We sometimes forget about our internal scars, until a life event rattles our cage and the painful memories come flooding back. The trick to healing is to focus on the positive things you learned from the experience, rather than the pain itself.  We need those reminders to nurture our relationships, to keep them healthy and scar free. I am planning to wear mine on my sleeve as a reminder to avoid pitfalls and focus on positive energy. I just have to figure out how to do it on sleeveless shirts.

Monday, August 8, 2011

Life Becomes Art

Building a turkey sandwich is an art. First you have to pick the perfect bread for the base. It might be fresh-baked whole wheat sprinkled with grains, or it could be marble rye with seeds. I am old enough and wise enough to not settle anymore for plain white.

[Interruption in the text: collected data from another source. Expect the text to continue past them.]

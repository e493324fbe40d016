use std::env::{self, VarError};

use super::ReadEnv;

/// Reads the real process environment.
#[derive(Debug, Clone, Copy, Default)]
pub struct SystemEnv;

impl ReadEnv for SystemEnv {
    #[inline]
    fn var(&self, key: &str) -> Result<String, VarError> {
        env::var(key)
    }
}

#[cfg(test)]
mod tests {
    use super::*;

    #[test]
    fn missing_variable_is_not_present() {
        let result = SystemEnv.var("RPNET_SURELY_UNSET_VARIABLE_4711");
        assert!(matches!(result, Err(VarError::NotPresent)));
    }

    #[test]
    fn parsed_of_missing_variable_is_none() {
        assert!(
            SystemEnv
                .parsed::<u64>("RPNET_SURELY_UNSET_VARIABLE_4711")
                .is_none()
        );
    }
}
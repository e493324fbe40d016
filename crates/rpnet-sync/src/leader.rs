use std::future::Future;
use std::sync::atomic::{AtomicBool, Ordering};
use std::sync::{Arc, Mutex, PoisonError};
use std::time::Duration;

use bytes::Bytes;
use futures::future::BoxFuture;
use futures::{FutureExt, StreamExt};
use rpnet_nats::kv::BucketConfig;
use rpnet_nats::{KvBucket, KvEntry, KvError, KvWatch};
use tokio::task::JoinHandle;
use tokio::time::{Instant, MissedTickBehavior};
use tokio_util::sync::CancellationToken;
use tracing::{debug, info, warn};
use uuid::Uuid;

use crate::error::ElectionError;

type StartedFn = Arc<dyn Fn(CancellationToken) -> BoxFuture<'static, ()> + Send + Sync>;
type StoppedFn = Arc<dyn Fn() + Send + Sync>;

/// Election parameters.
#[derive(Debug, Clone)]
pub struct ElectionConfig {
    /// Key of the leadership record inside the election bucket.
    pub key: String,
    /// Lifetime of an unrenewed leadership record. The bucket must be
    /// provisioned with this max age (see [`ElectionConfig::bucket_config`]).
    pub ttl: Duration,
    /// Heartbeat period of the leader and campaign period of followers.
    pub heartbeat_interval: Duration,
}

impl ElectionConfig {
    pub fn new(key: impl Into<String>, ttl: Duration, heartbeat_interval: Duration) -> Self {
        Self {
            key: key.into(),
            ttl,
            heartbeat_interval,
        }
    }

    pub fn validate(&self) -> Result<(), ElectionError> {
        if self.key.is_empty() {
            return Err(ElectionError::InvalidConfig("election key is empty".into()));
        }
        if self.heartbeat_interval.is_zero() {
            return Err(ElectionError::InvalidConfig(
                "heartbeat interval must be non-zero".into(),
            ));
        }
        if self.heartbeat_interval >= self.ttl {
            return Err(ElectionError::InvalidConfig(format!(
                "heartbeat interval {:?} must be shorter than ttl {:?}",
                self.heartbeat_interval, self.ttl
            )));
        }
        Ok(())
    }

    /// Settings for a bucket that expires leadership records after `ttl`
    /// and keeps the expiry marker for twice that, so followers see it.
    pub fn bucket_config(&self, bucket: impl Into<String>) -> BucketConfig {
        BucketConfig::new(bucket)
            .max_age(self.ttl)
            .marker_ttl(self.ttl * 2)
            .description("leader election")
    }
}

/// Single-winner election over one key of a TTL'd KV bucket.
///
/// Leadership is acquired with an atomic create of the record and kept by
/// renewing it every heartbeat. It changes hands only when the record
/// disappears: TTL expiry, or the leader releasing it on stop. Followers
/// react to the removal on the watch and also retry on every heartbeat
/// period, so substrates that expire keys silently still fail over.
///
/// On winning, `on_started` is spawned with a token that is cancelled when
/// leadership ends; `on_stopped` runs after that.
pub struct LeaderElector<K: KvBucket> {
    inner: Arc<Inner<K>>,
}

struct Inner<K> {
    kv: K,
    config: ElectionConfig,
    instance_id: String,
    parent: CancellationToken,
    on_started: StartedFn,
    on_stopped: StoppedFn,
    leader: AtomicBool,
    session: Mutex<Session>,
}

#[derive(Default)]
struct Session {
    token: Option<CancellationToken>,
    task: Option<JoinHandle<()>>,
}

/// One held leadership.
struct Term {
    revision: u64,
    token: CancellationToken,
    renewed_at: Instant,
}

impl<K: KvBucket> LeaderElector<K> {
    pub fn new<S, Fut, T>(
        kv: K,
        config: ElectionConfig,
        parent: CancellationToken,
        on_started: S,
        on_stopped: T,
    ) -> Result<Self, ElectionError>
    where
        S: Fn(CancellationToken) -> Fut + Send + Sync + 'static,
        Fut: Future<Output = ()> + Send + 'static,
        T: Fn() + Send + Sync + 'static,
    {
        config.validate()?;
        Ok(Self {
            inner: Arc::new(Inner {
                kv,
                config,
                instance_id: Uuid::new_v4().to_string(),
                parent,
                on_started: Arc::new(move |token| on_started(token).boxed()),
                on_stopped: Arc::new(on_stopped),
                leader: AtomicBool::new(false),
                session: Mutex::new(Session::default()),
            }),
        })
    }

    pub fn instance_id(&self) -> &str {
        &self.inner.instance_id
    }

    pub fn is_leader(&self) -> bool {
        self.inner.leader.load(Ordering::SeqCst)
    }

    /// Join the election. Returns immediately; calling it while already
    /// running does nothing.
    pub fn start(&self) {
        let mut session = self.inner.session();
        if session.task.as_ref().is_some_and(|task| !task.is_finished()) {
            return;
        }
        let token = self.inner.parent.child_token();
        session.token = Some(token.clone());
        session.task = Some(tokio::spawn(Arc::clone(&self.inner).campaign(token)));
    }

    /// Leave the election, releasing leadership if held. Once this returns
    /// `on_stopped` has run. The elector can be started again.
    pub async fn stop(&self) {
        let (token, task) = {
            let mut session = self.inner.session();
            (session.token.take(), session.task.take())
        };
        if let Some(token) = token {
            token.cancel();
        }
        if let Some(task) = task {
            if let Err(e) = task.await {
                warn!(key = %self.inner.config.key, error = %e, "Election task failed");
            }
        }
    }
}

impl<K: KvBucket> Inner<K> {
    fn session(&self) -> std::sync::MutexGuard<'_, Session> {
        self.session.lock().unwrap_or_else(PoisonError::into_inner)
    }

    async fn campaign(self: Arc<Self>, session: CancellationToken) {
        let period = self.config.heartbeat_interval;
        let mut ticker = tokio::time::interval_at(Instant::now() + period, period);
        ticker.set_missed_tick_behavior(MissedTickBehavior::Delay);

        let mut watch = self.open_watch().await;
        let mut term = self.try_acquire(&session).await;

        loop {
            tokio::select! {
                _ = session.cancelled() => break,

                event = next_event(&mut watch) => match event {
                    // Removals older than the held term refer to a previous record.
                    Some(Ok(entry)) if entry.is_removal()
                        && term.as_ref().is_none_or(|held| entry.revision > held.revision) =>
                    {
                        debug!(key = %self.config.key, revision = entry.revision, "Leadership record removed");
                        if let Some(held) = term.take() {
                            self.step_down(held).await;
                        }
                        term = self.try_acquire(&session).await;
                    }
                    Some(Ok(_)) => {}
                    Some(Err(e)) => warn!(key = %self.config.key, error = %e, "Election watch error"),
                    None => {
                        warn!(key = %self.config.key, "Election watch ended, reopening on next tick");
                        watch = None;
                    }
                },

                _ = ticker.tick() => {
                    if watch.is_none() {
                        watch = self.open_watch().await;
                    }
                    term = match term.take() {
                        Some(held) => self.heartbeat(held).await,
                        None => self.try_acquire(&session).await,
                    };
                }
            }
        }

        if let Some(held) = term.take() {
            self.step_down(held).await;
        }
    }

    async fn open_watch(&self) -> Option<KvWatch> {
        match self.kv.watch(&self.config.key, false).await {
            Ok(watch) => Some(watch),
            Err(e) => {
                warn!(key = %self.config.key, error = %e, "Failed to watch election key");
                None
            }
        }
    }

    async fn try_acquire(&self, session: &CancellationToken) -> Option<Term> {
        let value = Bytes::from(self.instance_id.clone());
        match self.kv.create(&self.config.key, value).await {
            Ok(revision) => {
                let token = session.child_token();
                self.leader.store(true, Ordering::SeqCst);
                info!(
                    key = %self.config.key,
                    instance_id = %self.instance_id,
                    "Became leader"
                );
                tokio::spawn((self.on_started)(token.clone()));
                Some(Term {
                    revision,
                    token,
                    renewed_at: Instant::now(),
                })
            }
            // Someone else holds the record; this is the normal follower path.
            Err(e) if e.is_conflict() => None,
            Err(e) => {
                warn!(key = %self.config.key, error = %e, "Leadership acquisition failed");
                None
            }
        }
    }

    async fn heartbeat(&self, mut term: Term) -> Option<Term> {
        let value = Bytes::from(self.instance_id.clone());
        match self.kv.update(&self.config.key, value, term.revision).await {
            Ok(revision) => {
                term.revision = revision;
                term.renewed_at = Instant::now();
                Some(term)
            }
            Err(KvError::WrongRevision(_)) => {
                warn!(key = %self.config.key, "Leadership record taken over");
                self.step_down(term).await;
                None
            }
            Err(e) => {
                // The record expires before the next tick could renew it.
                if term.renewed_at.elapsed() + self.config.heartbeat_interval >= self.config.ttl {
                    warn!(key = %self.config.key, error = %e, "Heartbeat failing past ttl");
                    self.step_down(term).await;
                    return None;
                }
                warn!(key = %self.config.key, error = %e, "Heartbeat failed");
                Some(term)
            }
        }
    }

    async fn step_down(&self, term: Term) {
        term.token.cancel();
        self.leader.store(false, Ordering::SeqCst);

        match self.kv.delete(&self.config.key, Some(term.revision)).await {
            Ok(()) => debug!(key = %self.config.key, "Leadership record released"),
            Err(e) if e.is_conflict() => {}
            Err(e) => warn!(key = %self.config.key, error = %e, "Failed to release leadership record"),
        }

        (self.on_stopped)();
        info!(key = %self.config.key, instance_id = %self.instance_id, "Stepped down");
    }
}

Condiments go on the bread next, usually mayo, but sometimes I add a little spicy mustard for some kick. Next come the layers of thinly sliced turkey carved from the roast, covered with a slice of Swiss or Vermont cheddar cheese. I gingerly add tomato slices and then gently drape a piece of crisp lettuce on top. For a special treat, a few slices of freshly fried, extra crispy bacon are the finishing touch.
When we construct a turkey sandwich, we take our time to layer every ingredient just so, and then the top slice of bread is applied nestling all the ingredients together so the flavors can blend. Ever so gently, we slide our fingers under the sandwich and slowly pull the entire creation toward our waiting lips and mouth. And just like that, the insides begin falling out – onto the plate, onto the floor, flinging themselves while splattering mayo everywhere. The whole damn sandwich falls apart right before our eyes.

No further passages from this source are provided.